The Baby-Sitters Club (1995)

“Smashing? What, did he hit you over the head with his charm?”

Justin’s Rating: Wondering who would win in this match-up: The Breakfast Club vs. The Baby-Sitters Club. Or, more precisely, who Bender would beat to death with their own stylized notebooks.

Justin’s Review: When I was but a young teen myself, I spent a summer month with my cousins in Texas. The one cousin there who actually read was a female-type, which meant that the only available books on the shelves tended to be brightly colored, lightly scented, and flowing with estrogen like a mighty river. Thus, I went through a strange and quite shameful period of one week where I read about 30 books in The Baby-Sitters Club series. See, I should be a children’s book writer, because these things are so obscenely easy to slap together, spanning about 70 highly predictable pages each. I know, another Justin Fact™ that you wish I had just kept to myself. Tough noogies.

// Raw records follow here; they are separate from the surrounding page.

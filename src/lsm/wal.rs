//! Write-ahead log of logical LSM mutations.
//!
//! Every `put`/`delete` is appended here and fsynced before it touches
//! the memtable, so any acknowledged write survives a crash. On open,
//! the engine replays the log into a fresh memtable. The log is
//! truncated only after a flush has made its contents durable in an
//! SSTable and the manifest.
//!
//! # On-disk layout
//!
//! ```text
//! [keyLen:i32 BE][valLen:i32 BE][keyBytes][valBytes?]
//! [keyLen:i32 BE][valLen:i32 BE][keyBytes][valBytes?]
//! ...
//! ```
//!
//! `valLen = -1` encodes a tombstone; no value bytes follow it. A
//! record whose header or payload would extend past end-of-file is a
//! **torn tail** (the natural residue of a crash mid-append) and
//! replay stops cleanly there. Length fields outside the sanity bounds
//! are corruption and fail the replay.
//!
//! # Handle lifetime
//!
//! One append-mode handle is held for the engine's lifetime. Nothing
//! coordinates concurrent opens of the same path; the engine's
//! single-writer monitor is what makes this safe.

use std::{
    fs::{File, OpenOptions},
    io::{self, Read, Seek, SeekFrom, Write},
    path::{Path, PathBuf},
};

use byteorder::{BigEndian, WriteBytesExt};
use thiserror::Error;
use tracing::{debug, info, trace, warn};

use crate::lsm::memtable::Memtable;

/// Upper sanity bound on an encoded key length.
pub const MAX_KEY_LEN: usize = 10_000_000;

/// Upper sanity bound on an encoded value length.
pub const MAX_VALUE_LEN: usize = 100_000_000;

const TOMBSTONE_VAL_LEN: i32 = -1;
const RECORD_HEADER_LEN: usize = 8;

// ------------------------------------------------------------------------------------------------
// Error Types
// ------------------------------------------------------------------------------------------------

/// Errors returned by WAL operations.
#[derive(Debug, Error)]
#[non_exhaustive]
pub enum WalError {
    /// Underlying I/O error.
    #[error("I/O error: {0}")]
    Io(#[from] io::Error),

    /// Key or value exceeds the sanity bounds.
    #[error("record too large ({0} bytes)")]
    RecordTooLarge(usize),

    /// A length field or payload at a non-tail position is unsound.
    #[error("corrupt WAL record at offset {offset}: {reason}")]
    Corrupt { offset: u64, reason: String },
}

// ------------------------------------------------------------------------------------------------
// WAL core
// ------------------------------------------------------------------------------------------------

/// Append-only log of logical put/tombstone records.
#[derive(Debug)]
pub struct Wal {
    file: File,
    path: PathBuf,
}

impl Wal {
    /// Opens (or creates) the WAL at the given path, holding one
    /// append-mode handle for the lifetime of the instance.
    pub fn open<P: AsRef<Path>>(path: P) -> Result<Self, WalError> {
        let path = path.as_ref().to_path_buf();
        let file = OpenOptions::new()
            .create(true)
            .read(true)
            .append(true)
            .open(&path)?;

        info!(path = %path.display(), len = file.metadata()?.len(), "WAL opened");

        Ok(Self { file, path })
    }

    /// Appends a live-value record and fsyncs before returning.
    pub fn append_put(&mut self, key: &str, value: &[u8]) -> Result<(), WalError> {
        if key.len() > MAX_KEY_LEN {
            return Err(WalError::RecordTooLarge(key.len()));
        }
        if value.len() > MAX_VALUE_LEN {
            return Err(WalError::RecordTooLarge(value.len()));
        }
        self.append(key, Some(value))
    }

    /// Appends a tombstone record and fsyncs before returning.
    pub fn append_tombstone(&mut self, key: &str) -> Result<(), WalError> {
        if key.len() > MAX_KEY_LEN {
            return Err(WalError::RecordTooLarge(key.len()));
        }
        self.append(key, None)
    }

    fn append(&mut self, key: &str, value: Option<&[u8]>) -> Result<(), WalError> {
        let mut buf =
            Vec::with_capacity(RECORD_HEADER_LEN + key.len() + value.map_or(0, |v| v.len()));
        buf.write_i32::<BigEndian>(key.len() as i32)?;
        match value {
            Some(v) => buf.write_i32::<BigEndian>(v.len() as i32)?,
            None => buf.write_i32::<BigEndian>(TOMBSTONE_VAL_LEN)?,
        }
        buf.extend_from_slice(key.as_bytes());
        if let Some(v) = value {
            buf.extend_from_slice(v);
        }

        self.file.write_all(&buf)?;
        self.file.sync_all()?;

        trace!(
            key_len = key.len(),
            tombstone = value.is_none(),
            "WAL record appended"
        );
        Ok(())
    }

    /// Replays all complete records from offset 0 into the memtable.
    ///
    /// Stops cleanly at a torn tail; fails on out-of-bounds lengths or
    /// non-UTF-8 key bytes. Returns the number of records applied.
    pub fn replay_into(&mut self, memtable: &mut Memtable) -> Result<usize, WalError> {
        debug!(path = %self.path.display(), "WAL replay started");

        let mut bytes = Vec::new();
        self.file.seek(SeekFrom::Start(0))?;
        self.file.read_to_end(&mut bytes)?;

        let mut offset = 0usize;
        let mut applied = 0usize;

        while offset < bytes.len() {
            let remaining = bytes.len() - offset;
            if remaining < RECORD_HEADER_LEN {
                warn!(offset, remaining, "torn WAL tail (partial header), discarding");
                break;
            }

            let key_len = read_i32_be(&bytes[offset..]);
            let val_len = read_i32_be(&bytes[offset + 4..]);

            if key_len <= 0 || key_len as usize > MAX_KEY_LEN {
                return Err(WalError::Corrupt {
                    offset: offset as u64,
                    reason: format!("key length {key_len} out of bounds"),
                });
            }
            if val_len < TOMBSTONE_VAL_LEN || val_len as i64 > MAX_VALUE_LEN as i64 {
                return Err(WalError::Corrupt {
                    offset: offset as u64,
                    reason: format!("value length {val_len} out of bounds"),
                });
            }

            let key_len = key_len as usize;
            let payload = key_len + val_len.max(0) as usize;
            if remaining < RECORD_HEADER_LEN + payload {
                warn!(offset, "torn WAL tail (partial payload), discarding");
                break;
            }

            let key_start = offset + RECORD_HEADER_LEN;
            let key = std::str::from_utf8(&bytes[key_start..key_start + key_len])
                .map_err(|_| WalError::Corrupt {
                    offset: offset as u64,
                    reason: "key is not valid UTF-8".into(),
                })?
                .to_string();

            if val_len == TOMBSTONE_VAL_LEN {
                memtable.delete(key);
            } else {
                let val_start = key_start + key_len;
                memtable.put(key, bytes[val_start..val_start + val_len as usize].to_vec());
            }

            offset += RECORD_HEADER_LEN + payload;
            applied += 1;
        }

        info!(
            path = %self.path.display(),
            records = applied,
            "WAL replay finished"
        );
        Ok(applied)
    }

    /// Truncates the log to zero bytes.
    pub fn reset(&mut self) -> Result<(), WalError> {
        self.file.set_len(0)?;
        self.file.seek(SeekFrom::Start(0))?;
        self.file.sync_all()?;

        info!(path = %self.path.display(), "WAL truncated");
        Ok(())
    }

    /// Current on-disk size in bytes.
    pub fn file_size(&self) -> Result<u64, WalError> {
        Ok(self.file.metadata()?.len())
    }

    /// Path of the underlying file.
    pub fn path(&self) -> &Path {
        &self.path
    }
}

impl Drop for Wal {
    fn drop(&mut self) {
        if let Err(e) = self.file.sync_all() {
            tracing::error!(path = %self.path.display(), error = %e, "WAL sync failed on drop");
        }
    }
}

fn read_i32_be(buf: &[u8]) -> i32 {
    i32::from_be_bytes([buf[0], buf[1], buf[2], buf[3]])
}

As far as I can tell, The Baby-Sitters Club movie is an exposé on a freaky cult of seemingly cherubic prepubescent girls who worm their way into neighborhood homes, eat the children, then plant space pods in their wake that give birth to insidious doppelgangers. With the amount of blood, mucus, and eyeball popping that goes on here, how they obtained a PG rating is far beyond my understanding.

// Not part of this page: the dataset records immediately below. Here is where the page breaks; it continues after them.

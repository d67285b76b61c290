//! Write-ahead log of full page images.
//!
//! Before any page of a commit batch touches the page file, its
//! complete post-image is appended here and the log is fsynced. Replay
//! on open rewrites those images into the page file, which makes
//! recovery idempotent: applying the same image twice is harmless.
//!
//! # On-disk layout
//!
//! ```text
//! [pageId:u32 BE][pageSize:u32 BE][pageBytes:pageSize][crc32:u32 BE]
//! ...
//! ```
//!
//! The CRC-32 covers `(pageId, pageSize, pageBytes)` and is what
//! distinguishes a torn tail from a complete record: replay stops
//! cleanly at a short header, short payload, short checksum, or a
//! checksum mismatch. A page id or page size outside the sanity bounds
//! at a non-tail position is corruption and fails the replay.
//!
//! # Handle lifetime
//!
//! One append-mode handle for the engine's lifetime; nothing
//! coordinates concurrent opens of the same path. The single-writer
//! monitor above this type is the safety argument.

use std::{
    fs::{File, OpenOptions},
    io::{self, Read, Seek, SeekFrom, Write},
    path::{Path, PathBuf},
};

use byteorder::{BigEndian, WriteBytesExt};
use crc32fast::Hasher as Crc32;
use thiserror::Error;
use tracing::{debug, info, trace, warn};

use crate::btree::pagefile::{PageFile, PageFileError};

/// Upper sanity bound on a record's page size.
pub const MAX_PAGE_SIZE: usize = 1_000_000;

const RECORD_HEADER_LEN: usize = 8;
const CRC_LEN: usize = 4;

// ------------------------------------------------------------------------------------------------
// Error Types
// ------------------------------------------------------------------------------------------------

/// Errors returned by page-WAL operations.
#[derive(Debug, Error)]
#[non_exhaustive]
pub enum PageWalError {
    /// Underlying I/O error.
    #[error("I/O error: {0}")]
    Io(#[from] io::Error),

    /// Error writing a replayed image into the page file.
    #[error("page file error during replay: {0}")]
    PageFile(#[from] PageFileError),

    /// A record's page image exceeds the sanity bound.
    #[error("page image too large ({0} bytes)")]
    RecordTooLarge(usize),

    /// Unsound page id or page size at a non-tail position.
    #[error("corrupt WAL record at offset {offset}: {reason}")]
    Corrupt { offset: u64, reason: String },
}

// ------------------------------------------------------------------------------------------------
// WAL core
// ------------------------------------------------------------------------------------------------

/// Append-only log of CRC-protected page images.
#[derive(Debug)]
pub struct PageWal {
    file: File,
    path: PathBuf,
}

impl PageWal {
    /// Opens (or creates) the WAL, holding one append-mode handle.
    pub fn open<P: AsRef<Path>>(path: P) -> Result<Self, PageWalError> {
        let path = path.as_ref().to_path_buf();
        let file = OpenOptions::new()
            .create(true)
            .read(true)
            .append(true)
            .open(&path)?;

        info!(path = %path.display(), len = file.metadata()?.len(), "page WAL opened");

        Ok(Self { file, path })
    }

    /// Appends one page image. Durability is deferred to [`PageWal::sync`]
    /// so a commit batch pays for a single fsync.
    pub fn append_page(&mut self, id: u32, bytes: &[u8]) -> Result<(), PageWalError> {
        if bytes.len() > MAX_PAGE_SIZE {
            return Err(PageWalError::RecordTooLarge(bytes.len()));
        }

        let mut buf = Vec::with_capacity(RECORD_HEADER_LEN + bytes.len() + CRC_LEN);
        buf.write_u32::<BigEndian>(id)?;
        buf.write_u32::<BigEndian>(bytes.len() as u32)?;
        buf.extend_from_slice(bytes);

        let mut hasher = Crc32::new();
        hasher.update(&buf);
        buf.write_u32::<BigEndian>(hasher.finalize())?;

        self.file.write_all(&buf)?;

        trace!(page = id, len = bytes.len(), "page image appended");
        Ok(())
    }

    /// Forces appended records to disk.
    pub fn sync(&self) -> Result<(), PageWalError> {
        self.file.sync_all()?;
        Ok(())
    }

    /// Replays all complete, checksummed records into the page file.
    ///
    /// Stops cleanly at a torn tail (short record or CRC mismatch).
    /// Returns the number of page images applied. The caller owns the
    /// follow-up page-file fsync and WAL reset.
    pub fn replay_into(&mut self, pages: &PageFile) -> Result<usize, PageWalError> {
        debug!(path = %self.path.display(), "page WAL replay started");

        let mut bytes = Vec::new();
        self.file.seek(SeekFrom::Start(0))?;
        self.file.read_to_end(&mut bytes)?;

        let mut offset = 0usize;
        let mut applied = 0usize;

        while offset < bytes.len() {
            let remaining = bytes.len() - offset;
            if remaining < RECORD_HEADER_LEN {
                warn!(offset, "torn page-WAL tail (partial header), discarding");
                break;
            }

            let id = read_u32_be(&bytes[offset..]);
            let page_size = read_u32_be(&bytes[offset + 4..]) as usize;

            if id > i32::MAX as u32 {
                return Err(PageWalError::Corrupt {
                    offset: offset as u64,
                    reason: format!("page id {id} out of bounds"),
                });
            }
            if page_size == 0 || page_size > MAX_PAGE_SIZE {
                return Err(PageWalError::Corrupt {
                    offset: offset as u64,
                    reason: format!("page size {page_size} out of bounds"),
                });
            }
            if page_size != pages.page_size() {
                return Err(PageWalError::Corrupt {
                    offset: offset as u64,
                    reason: format!(
                        "record page size {page_size} does not match page file ({})",
                        pages.page_size()
                    ),
                });
            }

            if remaining < RECORD_HEADER_LEN + page_size + CRC_LEN {
                warn!(offset, "torn page-WAL tail (partial image), discarding");
                break;
            }

            let record_end = offset + RECORD_HEADER_LEN + page_size;
            let stored_crc = read_u32_be(&bytes[record_end..]);
            let mut hasher = Crc32::new();
            hasher.update(&bytes[offset..record_end]);
            if hasher.finalize() != stored_crc {
                warn!(offset, page = id, "torn page-WAL tail (checksum mismatch), discarding");
                break;
            }

            pages.write_page(id, &bytes[offset + RECORD_HEADER_LEN..record_end])?;
            applied += 1;
            offset = record_end + CRC_LEN;
        }

        info!(
            path = %self.path.display(),
            images = applied,
            "page WAL replay finished"
        );
        Ok(applied)
    }

    /// Truncates the log to zero bytes.
    pub fn reset(&mut self) -> Result<(), PageWalError> {
        self.file.set_len(0)?;
        self.file.seek(SeekFrom::Start(0))?;
        self.file.sync_all()?;

        info!(path = %self.path.display(), "page WAL truncated");
        Ok(())
    }

    /// Current on-disk size in bytes.
    pub fn file_size(&self) -> Result<u64, PageWalError> {
        Ok(self.file.metadata()?.len())
    }
}

impl Drop for PageWal {
    fn drop(&mut self) {
        if let Err(e) = self.file.sync_all() {
            tracing::error!(path = %self.path.display(), error = %e, "page WAL sync failed on drop");
        }
    }
}

fn read_u32_be(buf: &[u8]) -> u32 {
    u32::from_be_bytes([buf[0], buf[1], buf[2], buf[3]])
}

While guys might like movies that, at most, star two entirely separate people, both of whom are male, girls tend to gush over these ensemble “bonding” flicks that host swarms of giggling girls, who all have at most one clearly-defined personality trait. In The Baby-Sitters Club, there’s the quiet, going-to-kill-them-all one; the hippy; the stuck-up rich snob; the “artist” who makes poo-like sculptures; the accountant; the one non-white person to demonstrate some token of racial equality; the recovering alcoholic; the profanity-spewing one; and so on. It’s like that second edition of Voltron where they had about 526 different crappy vehicles, none of which were cool on their own, but they could combine all 526 into one fairly sportin’ robot.

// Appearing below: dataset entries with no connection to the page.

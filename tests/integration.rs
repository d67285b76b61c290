//! Integration tests for the public key-value surface.
//!
//! These tests exercise both engines through `duokv::KvStore` only —
//! no internal modules are referenced. Engine-internal behavior
//! (flush/compaction mechanics, WAL formats, page splits) is covered
//! by the unit tests under `src/lsm/tests` and `src/btree/tests`.

use duokv::{BtreeConfig, BtreeEngine, KvStore, LsmConfig, LsmEngine, StoreError};
use tempfile::TempDir;

/// # Scenario
/// The same CRUD sequence behaves identically on both engines (minus
/// delete, which only the LSM engine supports).
///
/// # Actions
/// 1. Put three keys, overwrite one.
/// 2. Read all of them back plus a missing key.
///
/// # Expected behavior
/// Both engines return the latest value per key and `None` for the
/// missing key.
#[test]
fn both_engines_honor_the_kv_contract() {
    let lsm_dir = TempDir::new().unwrap();
    let btree_dir = TempDir::new().unwrap();

    let lsm = LsmEngine::open(lsm_dir.path(), LsmConfig::default()).unwrap();
    let btree = BtreeEngine::open(btree_dir.path(), BtreeConfig::default()).unwrap();
    let stores: [&dyn KvStore; 2] = [&lsm, &btree];

    for store in stores {
        store.put("alpha", b"1").unwrap();
        store.put("beta", b"2").unwrap();
        store.put("gamma", b"3").unwrap();
        store.put("beta", b"2b").unwrap();

        assert_eq!(store.get("alpha").unwrap(), Some(b"1".to_vec()));
        assert_eq!(store.get("beta").unwrap(), Some(b"2b".to_vec()));
        assert_eq!(store.get("gamma").unwrap(), Some(b"3".to_vec()));
        assert_eq!(store.get("missing").unwrap(), None);

        store.close().unwrap();
    }
}

/// # Scenario
/// `delete` diverges by design: the LSM engine writes a tombstone, the
/// B-Tree engine refuses the operation.
#[test]
fn delete_support_differs_between_engines() {
    let lsm_dir = TempDir::new().unwrap();
    let btree_dir = TempDir::new().unwrap();

    let lsm = LsmEngine::open(lsm_dir.path(), LsmConfig::default()).unwrap();
    lsm.put("k", b"v").unwrap();
    KvStore::delete(&lsm, "k").unwrap();
    assert_eq!(lsm.get("k").unwrap(), None);

    let btree = BtreeEngine::open(btree_dir.path(), BtreeConfig::default()).unwrap();
    btree.put("k", b"v").unwrap();
    let err = KvStore::delete(&btree, "k").unwrap_err();
    assert!(matches!(err, StoreError::Btree(_)));
    assert!(err.to_string().contains("not supported"));
    assert_eq!(btree.get("k").unwrap(), Some(b"v".to_vec()));
}

/// # Scenario
/// A put acknowledged before a crash (simulated by dropping the handle
/// without `close`) is observable after reopening — on both engines.
#[test]
fn acknowledged_writes_survive_reopen() {
    let lsm_dir = TempDir::new().unwrap();
    let btree_dir = TempDir::new().unwrap();

    {
        let lsm = LsmEngine::open(lsm_dir.path(), LsmConfig::default()).unwrap();
        let btree = BtreeEngine::open(btree_dir.path(), BtreeConfig::default()).unwrap();
        for i in 0..25 {
            lsm.put(&format!("key_{i:02}"), format!("lsm_{i:02}").as_bytes())
                .unwrap();
            btree
                .put(&format!("key_{i:02}"), format!("bt_{i:02}").as_bytes())
                .unwrap();
        }
    }

    let lsm = LsmEngine::open(lsm_dir.path(), LsmConfig::default()).unwrap();
    let btree = BtreeEngine::open(btree_dir.path(), BtreeConfig::default()).unwrap();
    for i in 0..25 {
        assert_eq!(
            lsm.get(&format!("key_{i:02}")).unwrap(),
            Some(format!("lsm_{i:02}").into_bytes())
        );
        assert_eq!(
            btree.get(&format!("key_{i:02}")).unwrap(),
            Some(format!("bt_{i:02}").into_bytes())
        );
    }
}

/// # Scenario
/// Engine handles are cloneable and usable from several threads; the
/// internal monitor serializes every operation.
#[test]
fn cloned_handles_share_one_store() {
    let dir = TempDir::new().unwrap();
    let engine = LsmEngine::open(dir.path(), LsmConfig::default()).unwrap();

    let mut threads = Vec::new();
    for t in 0..4 {
        let engine = engine.clone();
        threads.push(std::thread::spawn(move || {
            for i in 0..25 {
                engine
                    .put(&format!("t{t}_k{i:02}"), format!("t{t}_v{i:02}").as_bytes())
                    .unwrap();
            }
        }));
    }
    for t in threads {
        t.join().unwrap();
    }

    for t in 0..4 {
        for i in 0..25 {
            assert_eq!(
                engine.get(&format!("t{t}_k{i:02}")).unwrap(),
                Some(format!("t{t}_v{i:02}").into_bytes())
            );
        }
    }
}

/// # Scenario
/// Default LSM tuning is deliberately tiny: a handful of writes flows
/// through flush and compaction without any manual trigger, and the
/// data stays correct end to end.
#[test]
fn default_lsm_tuning_exercises_the_full_stack() {
    let dir = TempDir::new().unwrap();
    let engine = LsmEngine::open(dir.path(), LsmConfig::default()).unwrap();

    for i in 0..100 {
        engine
            .put(&format!("key_{i:03}"), format!("val_{i:03}").as_bytes())
            .unwrap();
    }
    for i in (0..100).step_by(3) {
        engine.delete(&format!("key_{i:03}")).unwrap();
    }

    for i in 0..100 {
        let expected = if i % 3 == 0 {
            None
        } else {
            Some(format!("val_{i:03}").into_bytes())
        };
        assert_eq!(engine.get(&format!("key_{i:03}")).unwrap(), expected);
    }

    engine.close().unwrap();
    let engine = LsmEngine::open(dir.path(), LsmConfig::default()).unwrap();
    for i in 0..100 {
        let expected = if i % 3 == 0 {
            None
        } else {
            Some(format!("val_{i:03}").into_bytes())
        };
        assert_eq!(engine.get(&format!("key_{i:03}")).unwrap(), expected);
    }
}

/// # Scenario
/// Keys shared across many splits in the B-Tree engine keep exact
/// lookups through close and reopen.
#[test]
fn btree_splits_survive_reopen() {
    let dir = TempDir::new().unwrap();
    let config = BtreeConfig {
        max_keys_per_page: 3,
        ..BtreeConfig::default()
    };

    {
        let engine = BtreeEngine::open(dir.path(), config.clone()).unwrap();
        for i in 0..64 {
            engine
                .put(&format!("key_{i:03}"), format!("val_{i:03}").as_bytes())
                .unwrap();
        }
        engine.close().unwrap();
    }

    let engine = BtreeEngine::open(dir.path(), config).unwrap();
    for i in 0..64 {
        assert_eq!(
            engine.get(&format!("key_{i:03}")).unwrap(),
            Some(format!("val_{i:03}").into_bytes())
        );
    }
}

By the way, guess who the quiet girl is, in her feature film debut? Yes, it’s Miss All That, Rachael Leigh Cook, looking smothered to death among non-talent here! And yes, she looks kind of cute, even this young. Hey, what? Kyle doesn’t have a monopoly on saying creepy things! Well, fine. I retract that statement.

While I might not be the exact demographic that the studios were shooting for in an audience for this film, I must butt in anyway and give my opinion so that all the world will know what to expect when putting this movie of pure demonic intentions into their players. First of all, this is one of those young-young girl movies, or “Chickie Flickies” as I like to call them. Well, call them as of right now. As with most chickie flickies, it’s extremely idealized without a bone of reality in favor of the power of youth, and pretty much every adult here is a complete bonehead.

In a world like BSC, all of the girls are bestest of friends, smarter than three foxes tied together, wiser than Aristotle, and boasting a full-fledged makeup department to cover up any blemishes. In this world, bad girls are always the ones sneering, unlimited funds back up any project (like running a day camp with thousands of dollars worth of equipment), and boys exist solely to be lusted and drooled after. If you think guys have out-of-control hormones, you just haven’t met the Baby-Sitters Club yet. By the end of this film, at least two of the girls were pregnant just through the intense leering they gave the pansy boys.

It’s girly, it’s light and inoffensive, as long as you’re not expecting anything surprising or original out of this. In any case, all of the original BSC are now in their 50’s and working the late shift at Wal-Mart as greeters, so it’s a moot point whether their club worked or not, eh?